What’s Wrong with Torture?

Is torture wrong? What does the Bush administration think? One way to analyze this is to trace ideas wrought by post-9/11 conservative analysts whose views mirror and expand upon those in the administration. An interesting and valuable collection of such analyses is found in a special Spring 2002 issue of “Orbis: A Journal of World Affairs,” titled “The New Protracted Conflict.”[1]

Sam C. Sarkesian, Professor Emeritus of political science at Loyola University, Chicago, author of numerous publications on national security and a retired lieutenant colonel of the U.S. Army, wrote an article in this special issue in which he endorsed the use of a “culture” of special forces.[2] These forces, he noted, are indoctrinated in carrying out “unconventional warfare,” which he defines as “following Sun Tzu’s notions” of “sabotage, terror, and assassination.” The special forces, according to Sarkesian, utilize “the notion that the center of gravity is the political-social milieu of the adversary.” To combine these two statements and what you get is: special forces carry out acts that – in language that the PATRIOT Act uses to define terrorism ­ “appear to be intended to intimidate or coerce a civilian population, to influence the policy of a government by intimidation or coercion, or to affect the conduct of a government by mass destruction, assassination, or kidnapping.”[3] Terrorism by any other name is still terrorism.

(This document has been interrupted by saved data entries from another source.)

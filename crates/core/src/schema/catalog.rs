//! The constraint catalog: every table definition plus the foreign-key
//! dependency graph derived from them.
//!
//! A `Catalog` is immutable once built. Construction validates that every
//! foreign key targets a table in the catalog and that the graph is acyclic,
//! then fixes a topological order (parents before children). Deletion walks
//! that order backwards so dependents always go before the rows they reference.

use super::constraint::ForeignKey;
use super::table::Table;
use crate::entity::EntityKind;
use crate::error::{Error, Result};
use std::collections::{BTreeMap, BTreeSet, VecDeque};

#[derive(Clone, Debug)]
pub struct Catalog {
    tables: BTreeMap<EntityKind, Table>,
    /// Parent kind → foreign keys (in any child) that reference it.
    dependents: BTreeMap<EntityKind, Vec<ForeignKey>>,
    /// Parents before children.
    order: Vec<EntityKind>,
    /// Position of each kind in `order`.
    rank: BTreeMap<EntityKind, usize>,
}

impl Catalog {
    /// Validates the tables and builds the dependency graph.
    pub fn new(tables: Vec<Table>) -> Result<Self> {
        let mut by_kind = BTreeMap::new();
        for table in tables {
            let kind = table.kind();
            if by_kind.insert(kind, table).is_some() {
                return Err(Error::invalid_schema(format!("Table defined twice: {kind}")));
            }
        }

        let mut dependents: BTreeMap<EntityKind, Vec<ForeignKey>> = BTreeMap::new();
        let mut names = BTreeSet::new();
        for table in by_kind.values() {
            for fk in table.foreign_keys() {
                if !by_kind.contains_key(&fk.parent) {
                    return Err(Error::invalid_schema(format!(
                        "Foreign key {} references missing table {}",
                        fk.name, fk.parent
                    )));
                }
                if !names.insert(fk.name.clone()) {
                    return Err(Error::invalid_schema(format!(
                        "Constraint name used twice: {}",
                        fk.name
                    )));
                }
                dependents.entry(fk.parent).or_default().push(fk.clone());
            }
            for unique in table.uniques() {
                if !names.insert(unique.name.clone()) {
                    return Err(Error::invalid_schema(format!(
                        "Constraint name used twice: {}",
                        unique.name
                    )));
                }
            }
        }

        let order = Self::topological_order_of(&by_kind)?;
        let rank = order.iter().enumerate().map(|(i, k)| (*k, i)).collect();

        Ok(Self {
            tables: by_kind,
            dependents,
            order,
            rank,
        })
    }

    /// Kahn's algorithm over parent → child edges.
    fn topological_order_of(tables: &BTreeMap<EntityKind, Table>) -> Result<Vec<EntityKind>> {
        let mut in_degree: BTreeMap<EntityKind, usize> = tables.keys().map(|k| (*k, 0)).collect();
        let mut children: BTreeMap<EntityKind, BTreeSet<EntityKind>> = BTreeMap::new();

        for table in tables.values() {
            let parents: BTreeSet<EntityKind> =
                table.foreign_keys().iter().map(|fk| fk.parent).collect();
            for parent in parents {
                children.entry(parent).or_default().insert(table.kind());
                *in_degree.entry(table.kind()).or_default() += 1;
            }
        }

        let mut ready: VecDeque<EntityKind> = in_degree
            .iter()
            .filter(|(_, d)| **d == 0)
            .map(|(k, _)| *k)
            .collect();
        let mut order = Vec::with_capacity(tables.len());

        while let Some(kind) = ready.pop_front() {
            order.push(kind);
            for child in children.get(&kind).into_iter().flatten() {
                if let Some(d) = in_degree.get_mut(child) {
                    *d -= 1;
                    if *d == 0 {
                        ready.push_back(*child);
                    }
                }
            }
        }

        if order.len() != tables.len() {
            let cyclic: Vec<String> = in_degree
                .iter()
                .filter(|(_, d)| **d > 0)
                .map(|(k, _)| k.to_string())
                .collect();
            return Err(Error::invalid_schema(format!(
                "Foreign keys form a cycle through: {}",
                cyclic.join(", ")
            )));
        }

        Ok(order)
    }

    /// Returns the table for `kind`.
    pub fn table(&self, kind: EntityKind) -> Result<&Table> {
        self.tables
            .get(&kind)
            .ok_or_else(|| Error::invalid_operation(format!("Table not in catalog: {kind}")))
    }

    pub fn tables(&self) -> impl Iterator<Item = &Table> {
        self.tables.values()
    }

    pub fn contains(&self, kind: EntityKind) -> bool {
        self.tables.contains_key(&kind)
    }

    /// Foreign keys, across all children, that reference `parent`.
    pub fn dependents_of(&self, parent: EntityKind) -> &[ForeignKey] {
        self.dependents.get(&parent).map(Vec::as_slice).unwrap_or(&[])
    }

    /// All foreign keys in the catalog.
    pub fn foreign_keys(&self) -> impl Iterator<Item = &ForeignKey> {
        self.tables.values().flat_map(|t| t.foreign_keys().iter())
    }

    /// Kinds with parents before children.
    pub fn topological_order(&self) -> &[EntityKind] {
        &self.order
    }

    /// Position in the topological order. Higher ranks are deleted first.
    pub fn rank(&self, kind: EntityKind) -> usize {
        self.rank.get(&kind).copied().unwrap_or(usize::MAX)
    }
}
//! Value type definitions for carestore.
//!
//! This module defines the `Value` enum which represents any value that can be stored
//! in a record column or used as an index key.

use crate::row::RowId;
use crate::types::DataType;
use chrono::{DateTime, NaiveDate, NaiveTime, Utc};
use core::fmt;

/// A value that can be stored in a record column.
///
/// Variants are totally ordered (first by variant, then by payload) so values
/// can key both hash and ordered indexes.
#[derive(Clone, Debug, PartialEq, Eq, PartialOrd, Ord, Hash)]
pub enum Value {
    /// Null value
    Null,
    /// Reference to a record id
    Id(RowId),
    /// 64-bit signed integer
    Int64(i64),
    /// UTF-8 text
    Text(String),
    /// Calendar date
    Date(NaiveDate),
    /// Time of day
    Time(NaiveTime),
    /// UTC instant
    Timestamp(DateTime<Utc>),
}

impl Value {
    /// Returns the data type of this value, or None if it's Null.
    pub fn data_type(&self) -> Option<DataType> {
        match self {
            Value::Null => None,
            Value::Id(_) => Some(DataType::Id),
            Value::Int64(_) => Some(DataType::Int64),
            Value::Text(_) => Some(DataType::Text),
            Value::Date(_) => Some(DataType::Date),
            Value::Time(_) => Some(DataType::Time),
            Value::Timestamp(_) => Some(DataType::Timestamp),
        }
    }

    /// Returns true if this value is Null.
    #[inline]
    pub fn is_null(&self) -> bool {
        matches!(self, Value::Null)
    }

    /// Returns the referenced id if this is an Id.
    pub fn as_id(&self) -> Option<RowId> {
        match self {
            Value::Id(v) => Some(*v),
            _ => None,
        }
    }

    /// Returns the i64 value if this is an Int64.
    pub fn as_i64(&self) -> Option<i64> {
        match self {
            Value::Int64(v) => Some(*v),
            _ => None,
        }
    }

    /// Returns a reference to the text if this is Text.
    pub fn as_str(&self) -> Option<&str> {
        match self {
            Value::Text(v) => Some(v.as_str()),
            _ => None,
        }
    }

    pub fn as_date(&self) -> Option<NaiveDate> {
        match self {
            Value::Date(v) => Some(*v),
            _ => None,
        }
    }

    pub fn as_time(&self) -> Option<NaiveTime> {
        match self {
            Value::Time(v) => Some(*v),
            _ => None,
        }
    }

    pub fn as_timestamp(&self) -> Option<DateTime<Utc>> {
        match self {
            Value::Timestamp(v) => Some(*v),
            _ => None,
        }
    }

    /// Returns true if this is Text made only of whitespace.
    pub fn is_blank_text(&self) -> bool {
        self.as_str().is_some_and(|s| s.trim().is_empty())
    }
}

impl fmt::Display for Value {
    fn fmt(&self, f: &mut fmt::Formatter<'_>) -> fmt::Result {
        match self {
            Value::Null => f.write_str("NULL"),
            Value::Id(v) => write!(f, "#{v}"),
            Value::Int64(v) => write!(f, "{v}"),
            Value::Text(v) => write!(f, "{v:?}"),
            Value::Date(v) => write!(f, "{v}"),
            Value::Time(v) => write!(f, "{v}"),
            Value::Timestamp(v) => write!(f, "{}", v.to_rfc3339()),
        }
    }
}

impl From<i64> for Value {
    fn from(v: i64) -> Self {
        Value::Int64(v)
    }
}

impl From<String> for Value {
    fn from(v: String) -> Self {
        Value::Text(v)
    }
}

impl From<&str> for Value {
    fn from(v: &str) -> Self {
        Value::Text(v.to_string())
    }
}

impl From<NaiveDate> for Value {
    fn from(v: NaiveDate) -> Self {
        Value::Date(v)
    }
}

impl From<NaiveTime> for Value {
    fn from(v: NaiveTime) -> Self {
        Value::Time(v)
    }
}

impl From<DateTime<Utc>> for Value {
    fn from(v: DateTime<Utc>) -> Self {
        Value::Timestamp(v)
    }
}

impl<T> From<Option<T>> for Value
where
    T: Into<Value>,
{
    fn from(v: Option<T>) -> Self {
        match v {
            Some(val) => val.into(),
            None => Value::Null,
        }
    }
}
//! Carestore Storage - Storage layer for the carestore record store.
//!
//! This crate provides the storage layer including:
//!
//! - `RowStore`: Record storage for one entity
//! - `TableCache`: All record stores plus their indexes and id counters
//! - `Journal`: Change tracking for transactions
//! - `Transaction`: Transaction management with rollback support
//! - `ConstraintChecker`: Constraint validation
//! - `LockManager`: Per-record shared/exclusive locks
//!
//! # Example
//!
//! ```rust
//! use std::sync::Arc;
//! use carestore_core::schema::{Catalog, TableBuilder};
//! use carestore_core::{DataType, EntityKind, Row, Value};
//! use carestore_storage::{TableCache, Transaction};
//!
//! let facilities = TableBuilder::new(EntityKind::Facility)
//!     .add_column("name", DataType::Text)
//!     .unwrap()
//!     .build()
//!     .unwrap();
//! let mut cache = TableCache::new(Arc::new(Catalog::new(vec![facilities]).unwrap()));
//!
//! let mut tx = Transaction::begin();
//! let row = Row::new(1, vec![Value::Text("North Clinic".into())]);
//! tx.insert(&mut cache, EntityKind::Facility, row).unwrap();
//! tx.commit().unwrap();
//!
//! assert_eq!(cache.row_count(EntityKind::Facility), 1);
//! ```

pub mod cache;
pub mod constraint;
pub mod journal;
pub mod lock;
pub mod row_store;
pub mod transaction;

#[cfg(test)]
mod test_support;

pub use cache::TableCache;
pub use constraint::ConstraintChecker;
pub use journal::{Journal, JournalEntry};
pub use lock::{LockKey, LockManager, LockType};
pub use row_store::RowStore;
pub use transaction::{Transaction, TransactionId};
//! Runtime options for a `Database`.

use serde::{Deserialize, Serialize};

/// Options a host service can load from its own config file.
///
/// Every field has a default, so `{}` deserializes to `DatabaseConfig::default()`.
#[derive(Clone, Debug, PartialEq, Eq, Serialize, Deserialize)]
#[serde(default)]
pub struct DatabaseConfig {
    /// How many times a mutation that hit a concurrency conflict is re-planned
    /// before the conflict is returned to the caller.
    pub max_conflict_retries: u32,
    /// Re-check every invariant after each committed mutation. Slow; for tests.
    pub verify_on_commit: bool,
}

impl Default for DatabaseConfig {
    fn default() -> Self {
        Self {
            max_conflict_retries: 3,
            verify_on_commit: false,
        }
    }
}

impl DatabaseConfig {
    pub fn new() -> Self {
        Self::default()
    }

    pub fn with_max_conflict_retries(mut self, retries: u32) -> Self {
        self.max_conflict_retries = retries;
        self
    }

    pub fn with_verify_on_commit(mut self, verify: bool) -> Self {
        self.verify_on_commit = verify;
        self
    }
}
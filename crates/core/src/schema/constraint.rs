//! Constraint definitions for carestore schemas.

use crate::entity::EntityKind;
use crate::value::Value;

/// Foreign key action on parent delete.
#[derive(Clone, Copy, Debug, PartialEq, Eq, Hash, Default)]
pub enum ConstraintAction {
    /// Reject the delete if any dependent exists.
    Restrict,
    /// Delete the dependents too.
    #[default]
    Cascade,
}

/// Shape of an entity's primary key.
#[derive(Clone, Debug, PartialEq, Eq, Default)]
pub enum PrimaryKey {
    /// Store-assigned record id.
    #[default]
    Surrogate,
    /// Tuple of columns, enforced through a unique constraint. The record still
    /// carries an internal surrogate id.
    Composite(Vec<String>),
}

/// Foreign key specification. The referenced column is always the parent's id.
#[derive(Clone, Debug, PartialEq, Eq)]
pub struct ForeignKey {
    /// Constraint name.
    pub name: String,
    /// Entity holding the reference.
    pub child: EntityKind,
    /// Referencing column in the child.
    pub column: String,
    /// Referenced entity.
    pub parent: EntityKind,
    /// Action on parent delete.
    pub action: ConstraintAction,
}

impl ForeignKey {
    /// Creates a cascading foreign key.
    pub fn new(
        name: impl Into<String>,
        child: EntityKind,
        column: impl Into<String>,
        parent: EntityKind,
    ) -> Self {
        Self {
            name: name.into(),
            child,
            column: column.into(),
            parent,
            action: ConstraintAction::Cascade,
        }
    }

    /// Sets the constraint action.
    pub fn action(mut self, action: ConstraintAction) -> Self {
        self.action = action;
        self
    }
}

/// Uniqueness over one or more columns.
#[derive(Clone, Debug, PartialEq, Eq)]
pub struct UniqueConstraint {
    pub name: String,
    pub table: EntityKind,
    pub columns: Vec<String>,
}

impl UniqueConstraint {
    pub fn new(name: impl Into<String>, table: EntityKind, columns: Vec<String>) -> Self {
        Self {
            name: name.into(),
            table,
            columns,
        }
    }

    #[inline]
    pub fn is_composite(&self) -> bool {
        self.columns.len() > 1
    }
}

/// Value-domain check.
#[derive(Clone, Debug, PartialEq, Eq)]
pub enum CheckConstraint {
    /// Column must hold one of a fixed set of text values.
    OneOf {
        name: String,
        column: String,
        allowed: Vec<String>,
    },
}

impl CheckConstraint {
    pub fn one_of(name: impl Into<String>, column: impl Into<String>, allowed: &[&str]) -> Self {
        CheckConstraint::OneOf {
            name: name.into(),
            column: column.into(),
            allowed: allowed.iter().map(|s| s.to_string()).collect(),
        }
    }

    pub fn name(&self) -> &str {
        match self {
            CheckConstraint::OneOf { name, .. } => name,
        }
    }

    pub fn column(&self) -> &str {
        match self {
            CheckConstraint::OneOf { column, .. } => column,
        }
    }

    /// Returns true if `value` satisfies the check. Null passes; nullability is
    /// enforced separately.
    pub fn admits(&self, value: &Value) -> bool {
        match self {
            CheckConstraint::OneOf { allowed, .. } => match value {
                Value::Null => true,
                Value::Text(s) => allowed.iter().any(|a| a == s),
                _ => false,
            },
        }
    }
}

/// Table constraints container.
#[derive(Clone, Debug, Default)]
pub struct Constraints {
    primary_key: PrimaryKey,
    foreign_keys: Vec<ForeignKey>,
    uniques: Vec<UniqueConstraint>,
    checks: Vec<CheckConstraint>,
}

impl Constraints {
    pub fn new() -> Self {
        Self::default()
    }

    pub fn primary_key(mut self, pk: PrimaryKey) -> Self {
        self.primary_key = pk;
        self
    }

    pub fn add_foreign_key(mut self, fk: ForeignKey) -> Self {
        self.foreign_keys.push(fk);
        self
    }

    pub fn add_unique(mut self, unique: UniqueConstraint) -> Self {
        self.uniques.push(unique);
        self
    }

    pub fn add_check(mut self, check: CheckConstraint) -> Self {
        self.checks.push(check);
        self
    }

    pub fn get_primary_key(&self) -> &PrimaryKey {
        &self.primary_key
    }

    pub fn get_foreign_keys(&self) -> &[ForeignKey] {
        &self.foreign_keys
    }

    /// Unique constraints, including the one backing a composite primary key.
    pub fn get_uniques(&self) -> &[UniqueConstraint] {
        &self.uniques
    }

    pub fn get_checks(&self) -> &[CheckConstraint] {
        &self.checks
    }
}

#[cfg(test)]
mod tests {
    use super::*;

    #[test]
    fn test_foreign_key() {
        let fk = ForeignKey::new(
            "fk_appointment_patient",
            EntityKind::Appointment,
            "patient_id",
            EntityKind::Patient,
        );
        assert_eq!(fk.child, EntityKind::Appointment);
        assert_eq!(fk.parent, EntityKind::Patient);
        assert_eq!(fk.action, ConstraintAction::Cascade);

        let fk = fk.action(ConstraintAction::Restrict);
        assert_eq!(fk.action, ConstraintAction::Restrict);
    }

    #[test]
    fn test_one_of_check() {
        let check = CheckConstraint::one_of(
            "chk_status",
            "status",
            &["Scheduled", "Completed", "Cancelled"],
        );
        assert_eq!(check.column(), "status");
        assert!(check.admits(&Value::Text("Completed".into())));
        assert!(!check.admits(&Value::Text("Pending".into())));
        assert!(!check.admits(&Value::Text("completed".into())));
        assert!(!check.admits(&Value::Int64(1)));
        assert!(check.admits(&Value::Null));
    }

    #[test]
    fn test_constraints() {
        let constraints = Constraints::new()
            .primary_key(PrimaryKey::Composite(vec!["doctor_id".into(), "facility_id".into()]))
            .add_unique(UniqueConstraint::new(
                "pk_doctor_facility",
                EntityKind::DoctorFacilityLink,
                vec!["doctor_id".into(), "facility_id".into()],
            ));

        assert!(matches!(constraints.get_primary_key(), PrimaryKey::Composite(cols) if cols.len() == 2));
        assert!(constraints.get_uniques()[0].is_composite());
        assert!(constraints.get_foreign_keys().is_empty());
    }
}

Sarkesian claims that “[v]eterans of the early Special Forces era cherish their hard-won legacy and culture of the ‘old’ era, a culture many believe must endure if the Special Forces are to be successful in their primary mission of unconventional warfare.” He continues with a description of these men, quoting from Charles Simpson’s 1983 book, “Inside the Green Berets: The First Thirty Years” — “They are a grizzled, likeable, fantastically experienced bunch of tough old bastards who do not apologize to anyone for the wars they have fought and the things they have had to do.”

Sarkesian also echoes the belief that the “strategic dimension of the U.S. effort beginning in September 2001 was termed a ‘new kind of war,'” which he uses to justify the use of “unconventional warfare.” Since World War II, Special Forces are “taught how to set up clandestine communications, avoid contact with regular enemy unit, combine with the local civilian populace, and engage in night parachute operations.”

Sarkesian sets forth five “critical characteristics of unconventional warfare.” They are asymmetrical, ambiguous, unconventional, protracted, and involve “strategic cultures.” Asymmetrical means that “the doctrine and tactics employed by those engaged in unconventional warfare avoids challenging conventional military systems conventionally.” Ambiguous means that “the battle arena is not necessarily defined in conventional terms or with regard to a specific territory.” Unconventional conflicts “require tactics that aim at disrupting the adversary in its weakest dimensions.” This is where Sarkesian mentions “sabotage, terror, and assassination.” He adds that the organizational structure and tactics “are fluid ­ flexible and adopted to local conditions in which operations occur.” Protracted means, of course, over an extended period of time. As to “strategic culture,” Sarkesian notes that it “differs sharply from the usual ‘American way of war.'” Instead, “the strategic culture of those waging unconventional warfare must allow for moral ambiguity, shifting definitions of friend and foe . . . and objectives that change constantly with the play of politics.”[4]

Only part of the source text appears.